__Aim of the task__. Copy out, exactly, the first line of the entries below and every line after it through the one containing "use crate::error::SpinError;".
--- START ---
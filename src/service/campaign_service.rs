//! Campaign catalogue and operator administration.

use std::sync::Arc;

use chrono::{Duration, Utc};

use super::require_wallet;
use crate::auth::OperatorPolicy;
use crate::domain::{
    Campaign, CampaignDraft, CampaignId, EventBus, NewInventoryUnit, PrizeInventoryItem,
    SpinEvent, SpinHistory, SpinStatus, WhitelistEntry,
};
use crate::error::SpinError;
use crate::persistence::{CampaignStats, CampaignStore};

/// Public campaign reads plus operator-gated mutations.
///
/// Every administrative method takes the caller's wallet and checks it
/// against the [`OperatorPolicy`] before touching the store.
#[derive(Debug)]
pub struct CampaignService<S> {
    store: Arc<S>,
    event_bus: EventBus,
    operators: Arc<dyn OperatorPolicy>,
}

impl<S: CampaignStore> CampaignService<S> {
    /// Creates a new `CampaignService`.
    #[must_use]
    pub fn new(store: Arc<S>, event_bus: EventBus, operators: Arc<dyn OperatorPolicy>) -> Self {
        Self {
            store,
            event_bus,
            operators,
        }
    }

    /// Campaigns accepting spins right now, newest first.
    ///
    /// # Errors
    ///
    /// Returns [`SpinError::Persistence`] on storage failure.
    pub async fn get_active_campaigns(&self) -> Result<Vec<Campaign>, SpinError> {
        let now = Utc::now();
        let mut campaigns = self.store.list_campaigns().await?;
        campaigns.retain(|c| c.accepts_spins(now));
        Ok(campaigns)
    }

    /// Loads one campaign.
    ///
    /// # Errors
    ///
    /// Returns [`SpinError::CampaignNotFound`] if it does not exist.
    pub async fn get_campaign_by_id(&self, id: CampaignId) -> Result<Campaign, SpinError> {
        self.store
            .get_campaign(id)
            .await?
            .ok_or(SpinError::CampaignNotFound(id))
    }

    /// Validates and persists a new campaign.
    ///
    /// # Errors
    ///
    /// Returns [`SpinError::Unauthorized`] for non-operators and
    /// [`SpinError::Configuration`] or [`SpinError::InvalidRequest`] for an
    /// invalid draft. Nothing is written on error.
    pub async fn create_campaign(
        &self,
        operator: Option<&str>,
        draft: CampaignDraft,
    ) -> Result<Campaign, SpinError> {
        let operator = self.operators.authorize(operator)?;
        draft.validate()?;

        let campaign = Campaign::from_draft(draft, Utc::now());
        self.store.insert_campaign(&campaign).await?;
        self.announce(&campaign);
        tracing::info!(campaign_id = %campaign.id, operator, name = campaign.name.as_str(), "campaign created");
        Ok(campaign)
    }

    /// Replaces the settings of a campaign, keeping its counters.
    ///
    /// # Errors
    ///
    /// As [`Self::create_campaign`], plus [`SpinError::CampaignNotFound`].
    pub async fn update_campaign(
        &self,
        operator: Option<&str>,
        id: CampaignId,
        draft: CampaignDraft,
    ) -> Result<Campaign, SpinError> {
        let operator = self.operators.authorize(operator)?;
        draft.validate()?;

        let mut campaign = self.get_campaign_by_id(id).await?;
        campaign.apply(draft, Utc::now());
        self.store.update_campaign(&campaign).await?;
        self.announce(&campaign);
        tracing::info!(campaign_id = %id, operator, "campaign updated");
        Ok(campaign)
    }

    /// Opens or closes a campaign for spins.
    ///
    /// # Errors
    ///
    /// Returns [`SpinError::Unauthorized`] or [`SpinError::CampaignNotFound`].
    pub async fn set_campaign_active(
        &self,
        operator: Option<&str>,
        id: CampaignId,
        active: bool,
    ) -> Result<Campaign, SpinError> {
        let operator = self.operators.authorize(operator)?;
        let mut campaign = self.get_campaign_by_id(id).await?;
        campaign.active = active;
        campaign.updated_at = Utc::now();
        self.store.update_campaign(&campaign).await?;
        self.announce(&campaign);
        tracing::info!(campaign_id = %id, operator, active, "campaign activation changed");
        Ok(campaign)
    }

    /// Grants `spins_allowed` spins to a wallet, creating the entry if needed.
    ///
    /// # Errors
    ///
    /// Returns [`SpinError::InvalidRequest`] if the wallet already used more
    /// spins than the new allowance.
    pub async fn add_to_whitelist(
        &self,
        operator: Option<&str>,
        id: CampaignId,
        wallet_address: &str,
        spins_allowed: u32,
    ) -> Result<WhitelistEntry, SpinError> {
        let operator = self.operators.authorize(operator)?;
        let wallet = require_wallet(wallet_address)?;
        self.get_campaign_by_id(id).await?;

        let entry = self
            .store
            .upsert_whitelist_entry(id, wallet, spins_allowed, Utc::now())
            .await?;
        tracing::info!(campaign_id = %id, operator, wallet, spins_allowed, "wallet whitelisted");
        Ok(entry)
    }

    /// Removes a wallet from the whitelist. Returns `false` if it was not
    /// listed.
    ///
    /// # Errors
    ///
    /// Returns [`SpinError::Unauthorized`] or [`SpinError::CampaignNotFound`].
    pub async fn remove_from_whitelist(
        &self,
        operator: Option<&str>,
        id: CampaignId,
        wallet_address: &str,
    ) -> Result<bool, SpinError> {
        let operator = self.operators.authorize(operator)?;
        let wallet = require_wallet(wallet_address)?;
        self.get_campaign_by_id(id).await?;

        let removed = self.store.remove_whitelist_entry(id, wallet).await?;
        if removed {
            tracing::info!(campaign_id = %id, operator, wallet, "wallet removed from whitelist");
        }
        Ok(removed)
    }

    /// Adds scarce units backing the campaign's NFT prizes.
    ///
    /// # Errors
    ///
    /// Returns [`SpinError::InvalidRequest`] for an empty batch or an
    /// `nft_id` that no NFT prize of the campaign draws from.
    pub async fn add_prize_inventory(
        &self,
        operator: Option<&str>,
        id: CampaignId,
        units: Vec<NewInventoryUnit>,
    ) -> Result<Vec<PrizeInventoryItem>, SpinError> {
        let operator = self.operators.authorize(operator)?;
        let campaign = self.get_campaign_by_id(id).await?;
        if units.is_empty() {
            return Err(SpinError::InvalidRequest("no inventory units given".to_string()));
        }
        if let Some(unit) = units.iter().find(|u| !campaign.references_nft(&u.nft_id)) {
            return Err(SpinError::InvalidRequest(format!(
                "no nft prize of campaign {id} draws from '{}'",
                unit.nft_id
            )));
        }

        let now = Utc::now();
        let items: Vec<PrizeInventoryItem> = units
            .into_iter()
            .map(|unit| PrizeInventoryItem::available(id, unit, now))
            .collect();
        self.store.add_inventory(&items).await?;
        tracing::info!(campaign_id = %id, operator, units = items.len(), "inventory added");
        Ok(items)
    }

    /// Aggregated counters for a campaign.
    ///
    /// # Errors
    ///
    /// Returns [`SpinError::Unauthorized`] or [`SpinError::CampaignNotFound`].
    pub async fn get_campaign_stats(
        &self,
        operator: Option<&str>,
        id: CampaignId,
    ) -> Result<CampaignStats, SpinError> {
        self.operators.authorize(operator)?;
        self.store.campaign_stats(id).await
    }

    /// Spins needing operator attention, newest first: `failed` rows
    /// (transfer failures awaiting retry, consumed spins whose outcome could
    /// not be stored) and rows left in `claiming`, where a transfer may have
    /// gone out without the claim being recorded.
    ///
    /// # Errors
    ///
    /// Returns [`SpinError::Unauthorized`] or [`SpinError::CampaignNotFound`].
    pub async fn list_failed_spins(
        &self,
        operator: Option<&str>,
        id: CampaignId,
    ) -> Result<Vec<SpinHistory>, SpinError> {
        self.operators.authorize(operator)?;
        self.get_campaign_by_id(id).await?;
        let mut spins = self
            .store
            .list_spin_history(id, None, Some(SpinStatus::Failed))
            .await?;
        spins.extend(
            self.store
                .list_spin_history(id, None, Some(SpinStatus::Claiming))
                .await?,
        );
        spins.sort_by(|a, b| b.created_at.cmp(&a.created_at));
        Ok(spins)
    }

    /// Units reserved longer than `older_than` and still unclaimed.
    ///
    /// # Errors
    ///
    /// Returns [`SpinError::Unauthorized`] or [`SpinError::CampaignNotFound`].
    pub async fn list_stale_reservations(
        &self,
        operator: Option<&str>,
        id: CampaignId,
        older_than: Duration,
    ) -> Result<Vec<PrizeInventoryItem>, SpinError> {
        self.operators.authorize(operator)?;
        self.get_campaign_by_id(id).await?;
        self.store
            .list_stale_reservations(id, Utc::now() - older_than)
            .await
    }

    fn announce(&self, campaign: &Campaign) {
        self.event_bus.publish(SpinEvent::CampaignUpdated {
            campaign_id: campaign.id,
            active: campaign.active,
            timestamp: campaign.updated_at,
        });
    }
}

#[cfg(test)]
#[allow(clippy::panic)]
mod tests {
    use super::*;
    use crate::domain::SeededRandom;
    use crate::service::testkit::{Harness, OPERATOR, draft, message, nft};

    fn harness() -> Harness {
        Harness::new(Arc::new(SeededRandom::new(3)))
    }

    #[tokio::test]
    async fn probabilities_must_sum_to_one() {
        let h = harness();
        let result = h
            .campaigns
            .create_campaign(
                Some(OPERATOR),
                draft(vec![message("A", 0.5), message("B", 0.35)], 1),
            )
            .await;
        assert!(matches!(result, Err(SpinError::Configuration(_))));

        let Ok(stored) = h.store.list_campaigns().await else {
            panic!("list failed");
        };
        assert!(stored.is_empty());
    }

    #[tokio::test]
    async fn non_operators_cannot_administer() {
        let h = harness();
        let result = h
            .campaigns
            .create_campaign(Some("0xuser"), draft(vec![message("A", 1.0)], 1))
            .await;
        assert!(matches!(result, Err(SpinError::Unauthorized(_))));

        let campaign = h.campaign(draft(vec![message("A", 1.0)], 1)).await;
        let stats = h.campaigns.get_campaign_stats(None, campaign.id).await;
        assert!(matches!(stats, Err(SpinError::Unauthorized(_))));
    }

    #[tokio::test]
    async fn update_rejects_invalid_draft_and_keeps_old_settings() {
        let h = harness();
        let campaign = h.campaign(draft(vec![message("A", 1.0)], 1)).await;

        let result = h
            .campaigns
            .update_campaign(Some(OPERATOR), campaign.id, draft(vec![message("A", 0.2)], 5))
            .await;
        assert!(matches!(result, Err(SpinError::Configuration(_))));

        let Ok(stored) = h.campaigns.get_campaign_by_id(campaign.id).await else {
            panic!("campaign missing");
        };
        assert_eq!(stored.spins_per_wallet, 1);
    }

    #[tokio::test]
    async fn inactive_campaigns_are_not_listed() {
        let h = harness();
        let open = h.campaign(draft(vec![message("A", 1.0)], 1)).await;
        let closed = h.campaign(draft(vec![message("A", 1.0)], 1)).await;
        let Ok(_) = h
            .campaigns
            .set_campaign_active(Some(OPERATOR), closed.id, false)
            .await
        else {
            panic!("deactivation failed");
        };

        let Ok(active) = h.campaigns.get_active_campaigns().await else {
            panic!("list failed");
        };
        let ids: Vec<CampaignId> = active.iter().map(|c| c.id).collect();
        assert_eq!(ids, vec![open.id]);
    }

    #[tokio::test]
    async fn inventory_must_match_an_nft_prize() {
        let h = harness();
        let campaign = h
            .campaign(draft(
                vec![message("A", 0.5), nft("Genesis", "genesis", 0.5)],
                1,
            ))
            .await;

        let unknown = h
            .campaigns
            .add_prize_inventory(
                Some(OPERATOR),
                campaign.id,
                vec![NewInventoryUnit {
                    nft_id: "relic".to_string(),
                    token_id: None,
                }],
            )
            .await;
        assert!(matches!(unknown, Err(SpinError::InvalidRequest(_))));

        let empty = h
            .campaigns
            .add_prize_inventory(Some(OPERATOR), campaign.id, Vec::new())
            .await;
        assert!(matches!(empty, Err(SpinError::InvalidRequest(_))));

        let Ok(items) = h
            .campaigns
            .add_prize_inventory(
                Some(OPERATOR),
                campaign.id,
                vec![
                    NewInventoryUnit {
                        nft_id: "genesis".to_string(),
                        token_id: None,
                    };
                    3
                ],
            )
            .await
        else {
            panic!("stocking failed");
        };
        assert_eq!(items.len(), 3);

        let Ok(stats) = h.campaigns.get_campaign_stats(Some(OPERATOR), campaign.id).await else {
            panic!("stats failed");
        };
        assert_eq!(stats.inventory.available, 3);
    }

    #[tokio::test]
    async fn whitelist_round_trip() {
        let h = harness();
        let campaign = h.campaign(draft(vec![message("A", 1.0)], 1)).await;

        let Ok(entry) = h
            .campaigns
            .add_to_whitelist(Some(OPERATOR), campaign.id, "0xvip", 3)
            .await
        else {
            panic!("whitelist failed");
        };
        assert_eq!(entry.remaining(), 3);

        let removed = h
            .campaigns
            .remove_from_whitelist(Some(OPERATOR), campaign.id, "0xvip")
            .await;
        assert!(matches!(removed, Ok(true)));
        let again = h
            .campaigns
            .remove_from_whitelist(Some(OPERATOR), campaign.id, "0xvip")
            .await;
        assert!(matches!(again, Ok(false)));
    }

    #[tokio::test]
    async fn failed_spins_and_stale_reservations_are_listed() {
        let h = harness();
        let campaign = h
            .campaign(draft(vec![nft("Genesis", "genesis", 1.0)], 2))
            .await;
        let _ = h
            .campaigns
            .add_prize_inventory(
                Some(OPERATOR),
                campaign.id,
                vec![NewInventoryUnit {
                    nft_id: "genesis".to_string(),
                    token_id: None,
                }],
            )
            .await;
        let Ok(win) = h.spins.execute_spin(campaign.id, "0xwinner").await else {
            panic!("spin failed");
        };

        let Ok(stale) = h
            .campaigns
            .list_stale_reservations(Some(OPERATOR), campaign.id, Duration::zero() - Duration::seconds(1))
            .await
        else {
            panic!("stale listing failed");
        };
        assert_eq!(stale.len(), 1);

        let Ok(fresh) = h
            .campaigns
            .list_stale_reservations(Some(OPERATOR), campaign.id, Duration::hours(1))
            .await
        else {
            panic!("stale listing failed");
        };
        assert!(fresh.is_empty());

        h.transfer
            .fail
            .store(true, std::sync::atomic::Ordering::SeqCst);
        let _ = h.claims.claim_prize(win.spin_id, "0xwinner").await;

        let Ok(failed) = h
            .campaigns
            .list_failed_spins(Some(OPERATOR), campaign.id)
            .await
        else {
            panic!("failed listing failed");
        };
        assert_eq!(failed.len(), 1);
        assert_eq!(failed.first().map(|s| s.id), Some(win.spin_id));
    }
}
--- END ---
__Solution to the exercise__.
filename src/service/campaign_service.rs
//! Campaign catalogue and operator administration.

use std::sync::Arc;

use chrono::{Duration, Utc};

use super::require_wallet;
use crate::auth::OperatorPolicy;
use crate::domain::{
    Campaign, CampaignDraft, CampaignId, EventBus, NewInventoryUnit, PrizeInventoryItem,
    SpinEvent, SpinHistory, SpinStatus, WhitelistEntry,
};
use crate::error::SpinError;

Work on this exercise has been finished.